Concretamente : Basterebbe VOLERE fare qualcosa per POTERE fare qualcosa ? Chiaramente, è quando puoi che, eventualmente, vuoi fare qualcosa. Non di certo il contrario. Inoltre, se bastasse di volere fare qualcosa per fare qualcosa, pochi sarebbero infelici….
La ragione è un meccanismo di inferenza intuitiva in cui la logica gioca, nella migliore delle ipotesi, un ruolo marginale. Sono le ragioni a guidare i nostri pensieri e le nostre azioni, e quindi a spiegarli. Queste ragioni sono aperte alla valutazione: possono essere buone o cattive. Le buone ragioni giustificano i pensieri o le azioni che spiegano. Questa descrizione del ruolo delle ragioni nella spiegazione e nella giustificazione può sembrare ovvia. In realtà, si tratta di una comoda finzione: la maggior parte delle ragioni sono razionalizzazioni ex post. Questo uso fittizio delle ragioni svolge tuttavia un ruolo vitale nelle interazioni umane, dalle più banali alle più drammatiche.

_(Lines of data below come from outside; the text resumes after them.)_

use indexmap::IndexMap;
use serde::{Deserialize, Serialize};

use super::path::PathItem;
use super::schema::Schema;

/// Info object describing the API.
#[derive(Debug, Clone, Default, PartialEq, Serialize, Deserialize)]
pub struct Info {
    #[serde(skip_serializing_if = "Option::is_none")]
    pub title: Option<String>,

    #[serde(skip_serializing_if = "Option::is_none")]
    pub description: Option<String>,

    #[serde(skip_serializing_if = "Option::is_none")]
    pub version: Option<String>,
}

/// The unified (v2-shaped) document consumed by the traversal stage.
///
/// Every field is optional: documents are normalized before deserialization
/// and gaps degrade downstream instead of failing here.
#[derive(Debug, Clone, Default, PartialEq, Serialize, Deserialize)]
pub struct Swagger {
    #[serde(skip_serializing_if = "Option::is_none")]
    pub swagger: Option<String>,

    #[serde(skip_serializing_if = "Option::is_none")]
    pub info: Option<Info>,

    #[serde(skip_serializing_if = "Option::is_none")]
    pub host: Option<String>,

    #[serde(rename = "basePath", skip_serializing_if = "Option::is_none")]
    pub base_path: Option<String>,

    #[serde(default, skip_serializing_if = "Vec::is_empty")]
    pub schemes: Vec<String>,

    #[serde(default, skip_serializing_if = "IndexMap::is_empty")]
    pub paths: IndexMap<String, PathItem>,

    #[serde(default, skip_serializing_if = "IndexMap::is_empty")]
    pub definitions: IndexMap<String, Schema>,
}

impl Swagger {
    /// `"<title> <version>"` for generated-file banners, when present.
    pub fn display_name(&self) -> Option<String> {
        let info = self.info.as_ref()?;
        match (&info.title, &info.version) {
            (Some(title), Some(version)) => Some(format!("{title} {version}")),
            (Some(title), None) => Some(title.clone()),
            _ => None,
        }
    }
}
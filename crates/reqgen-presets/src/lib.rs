//! The built-in client presets and the convenience entry points that pair
//! them with the core pipeline.
//!
//! A preset is plain data describing one HTTP client's calling convention;
//! the registry hands out the same definitions for every run. `generate`
//! and `generate_all` resolve each configuration's preset and drive the
//! pipeline with the default local fetcher and filesystem writer;
//! callers with their own transports use the `_with` variants.

use reqgen_core::config::Config;
use reqgen_core::error::{AggregateError, ConfigError, PipelineError, RunFailure};
use reqgen_core::pipeline::{
    self, Destined, Fetcher, FileFetcher, FsWriter, OutputWriter, Run,
};
use reqgen_core::preset::Preset;

mod axios;
mod fetch;
mod got;
mod ky;
mod ofetch;
mod swr;

#[cfg(test)]
pub(crate) mod support;

/// Every registered preset name, in registry order.
pub const PRESET_NAMES: [&str; 6] = ["axios", "fetch", "ky", "got", "ofetch", "swr"];

/// Look up a preset definition by its configured name.
pub fn resolve(name: &str) -> Result<Preset, ConfigError> {
    match name {
        "axios" => Ok(axios::preset()),
        "fetch" => Ok(fetch::preset()),
        "ky" => Ok(ky::preset()),
        "got" => Ok(got::preset()),
        "ofetch" => Ok(ofetch::preset()),
        "swr" => Ok(swr::preset()),
        other => Err(ConfigError::UnknownPreset(other.to_string())),
    }
}

/// Generate one configuration using local inputs and the filesystem.
pub fn generate(config: Config) -> Result<Destined, PipelineError> {
    generate_with(config, &FileFetcher, &FsWriter)
}

/// Generate one configuration with a caller-supplied fetcher and writer.
pub fn generate_with<F, W>(
    config: Config,
    fetcher: &F,
    writer: &W,
) -> Result<Destined, PipelineError>
where
    F: Fetcher,
    W: OutputWriter,
{
    let preset = resolve(config.preset_name())?;
    pipeline::run(Run::new(config, preset), fetcher, writer)
}

/// Generate every configuration concurrently using local inputs and the
/// filesystem.
pub fn generate_all(configs: Vec<Config>) -> Result<Vec<Destined>, AggregateError> {
    generate_all_with(configs, &FileFetcher, &FsWriter)
}

/// Generate every configuration concurrently with a caller-supplied fetcher
/// and writer.
///
/// A configuration whose preset does not resolve fails without blocking the
/// others; its failure joins the aggregate alongside any pipeline failures,
/// indexed by original position.
pub fn generate_all_with<F, W>(
    configs: Vec<Config>,
    fetcher: &F,
    writer: &W,
) -> Result<Vec<Destined>, AggregateError>
where
    F: Fetcher + Sync,
    W: OutputWriter + Sync,
{
    let total = configs.len();
    log::info!("running {total} generation configs");

    let mut failures: Vec<RunFailure> = Vec::new();
    let mut indices: Vec<usize> = Vec::new();
    let mut runs: Vec<Run> = Vec::new();
    for (index, config) in configs.into_iter().enumerate() {
        let label = config.main_output();
        match resolve(config.preset_name()) {
            Ok(preset) => {
                indices.push(index);
                runs.push(Run::new(config, preset));
            }
            Err(error) => failures.push(RunFailure {
                index,
                server_name: Some(label),
                error: error.into(),
            }),
        }
    }

    let completed = match pipeline::run_all(runs, fetcher, writer) {
        Ok(completed) => completed,
        Err(aggregate) => {
            for mut failure in aggregate.failures {
                failure.index = indices[failure.index];
                failures.push(failure);
            }
            Vec::new()
        }
    };

    if failures.is_empty() {
        Ok(completed)
    } else {
        failures.sort_by_key(|f| f.index);
        Err(AggregateError { total, failures })
    }
}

La conoscenza immaginata, più o meno illusoria, è probabilmente molto più condivisa della ragione nella specie umana…..Inoltre, l’impressione che una persona normale ha nel poter dirigere o eliminare i suoi pensieri, è pura illusione ! A questo livello l’osannato Libero Arbitrio fa cilecca…
NB : Un’illusione non è né un errore né una verità. È effettivamente impermeabile alla confutazione intellettuale. Come l’allucinazione, che è “vera” per il soggetto – una sensazione molto reale e vissuta – ma falsa rispetto all’oggetto, poiché il correlato percepito non esiste materialmente.